Uma declaração do organizador do encontro e veterano do G20, Pedro Villagra Delgado à mídia no início deste mês, corrobora a impressão de que as mudanças climáticas não terão assento, pelo menos não em lugar de destaque, na reunião dos líderes. Segundo Delgado, a inserção do Acordo de Paris no texto final estava sendo a parte mais complicada do comunicado. A solução vai ser o velho e bom jeitinho de sair pela tangente.
“É claro que queremos que o Acordo de Paris seja mencionado, mas queremos que seja mencionado, abrangendo todos, embora de maneira ambígua”, disse ele.
Diferentemente das recentes declarações do G20 sobre o Acordo de Paris, em que os países se diziam concordar com planos de ação para acelerar as transições globais para uma economia de baixo carbono, agora o texto convida a refletir sobre “outras circunstâncias”. Acena, inclusive, para entender os países que defendem as indústrias de carvão, reconhecendo que as escolhas são variadas e que há muitos caminhos a seguir. Uma clara menção às declarações de Trump, já que o presidente anda denunciando uma espécie de ditadura do conhecimento científico, sem reconhecer os estudos como verdadeiros.
“Os Estados Unidos não dizem que nada deve ser feito [sobre a mudança climática], mas que eles não querem ter nem as obrigações nem as metas impostas pelo Acordo de Paris.

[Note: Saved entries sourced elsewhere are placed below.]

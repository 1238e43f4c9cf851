//! Connection wiring for the indexing pipeline.

use std::time::Duration;
use tokio::time::sleep;
use tracing::{info, warn};

use seeker_repository::opensearch::IndexConfig;
use seeker_repository::{Connections, OpenSearchProvider, SearchIndexService};

use super::{ConnectionMode, Settings};
use crate::errors::SeekerError;

/// Open the `default` connection described by `settings`.
///
/// In `Retry` mode this waits until OpenSearch accepts the connection; in
/// `FailFast` mode the first failure is returned.
///
/// # Returns
///
/// * `Ok(Connections)` - A table holding the `default` connection
/// * `Err(SeekerError)` - If the connection fails (only in fail-fast mode)
pub async fn connect(settings: &Settings) -> Result<Connections, SeekerError> {
    info!(
        opensearch_url = %settings.opensearch_url,
        connection_mode = ?settings.connection_mode,
        retry_interval_secs = settings.retry_interval.as_secs(),
        index = %settings.index,
        batch_size = settings.batch_size,
        "Initializing search connection"
    );

    let provider = connect_to_opensearch(
        &settings.opensearch_url,
        settings.index_config.clone(),
        settings.connection_mode,
        settings.retry_interval,
    )
    .await?;

    info!("OpenSearch connection established");

    let service = SearchIndexService::with_config(Box::new(provider), settings.service.clone());
    Ok(Connections::with_default(service))
}

/// Connect to OpenSearch with retry logic based on connection mode.
async fn connect_to_opensearch(
    url: &str,
    index_config: IndexConfig,
    mode: ConnectionMode,
    retry_interval: Duration,
) -> Result<OpenSearchProvider, SeekerError> {
    loop {
        match OpenSearchProvider::new(url, index_config.clone()).await {
            Ok(provider) => return Ok(provider),
            Err(e) => match mode {
                ConnectionMode::FailFast => {
                    return Err(SeekerError::config(format!(
                        "Failed to connect to OpenSearch: {}",
                        e
                    )));
                }
                ConnectionMode::Retry => {
                    warn!(
                        opensearch_url = %url,
                        error = %e,
                        retry_interval_secs = retry_interval.as_secs(),
                        "Failed to connect to OpenSearch, retrying..."
                    );
                    sleep(retry_interval).await;
                }
            },
        }
    }
}

#[cfg(test)]
mod tests {
    use super::*;

    #[tokio::test]
    async fn test_fail_fast_on_invalid_url() {
        let settings = Settings {
            opensearch_url: "not a url".to_string(),
            connection_mode: ConnectionMode::FailFast,
            ..Settings::default()
        };

        let result = connect(&settings).await;
        assert!(matches!(result, Err(SeekerError::ConfigError(ref msg)) if msg.contains("OpenSearch")));
    }

    #[tokio::test]
    async fn test_connect_registers_default() {
        let settings = Settings::default();

        // Building the transport does not contact the server.
        let connections = connect(&settings).await.unwrap();
        assert!(connections.get("default").is_ok());
    }
}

Quanto mais afirmativas forem feitas, maior a probabilidade de os Estados Unidos ficarem longe disso”, disse Delgado à imprensa.
E um dia depois de os holofotes sobre o G20 serem desligados, começará a reunião sobre o clima propriamente dito, a COP-24, que este ano vai acontecer em Katowice, cidade da Polônia, de 3 a 14 de dezembro. Vai ser a reunião mais importante desde que o Acordo de Paris foi fechado. E já nasce com um imbróglio sério: o ministro da Energia daquele país saiu em defesa do uso do carvão, que gera 78% da energia na Polônia. Num email conciso, em resposta, o porta-voz da COP24, que faz parte do ministério, disse que a posição do ministro não representa a posição oficial do governo. Mais saia justa, impossível.
O pano de fundo de todas as discussões acaba sendo um só: a eterna luta entre pessoas que querem a preservação do meio ambiente visando a um futuro com mais qualidade de vida para os humanos e as pessoas que visam ao desenvolvimento agora, já, e a qualquer custo. É este, exatamente, o ponto a que se refere o ministro polonês, para quem a luta contra a mudança climática deve “preservar a competitividade das economias nacionais e sua soberania na formação de misturas energéticas”.
A diversificação de fontes de energia é possível, mas é preciso esforço conjunto para isso. E será preciso, também, rever políticas econômicas, o que vai acabar distribuindo mais em vez de concentrar os ganhos nas mãos de poucos. A proposta é um exercício de mudança de paradigma. O mais interessante é que esta proposta é muito bem aceita pela maioria dos cidadãos comuns, pessoas que não estão sentadas nas cadeiras do poder mas que sentem na pele os efeitos das mudanças climáticas. Uma pesquisa encomendada pelo Greenpeace Polônia no ano passado mostrou que 74% das pessoas eram a favor de mudar a fonte de energia do país.
É claro que isso exige esforço, muito trabalho e organização até para não criar um caos, desemprego generalizado com o fim das usinas. É para isso que se elegem os governantes.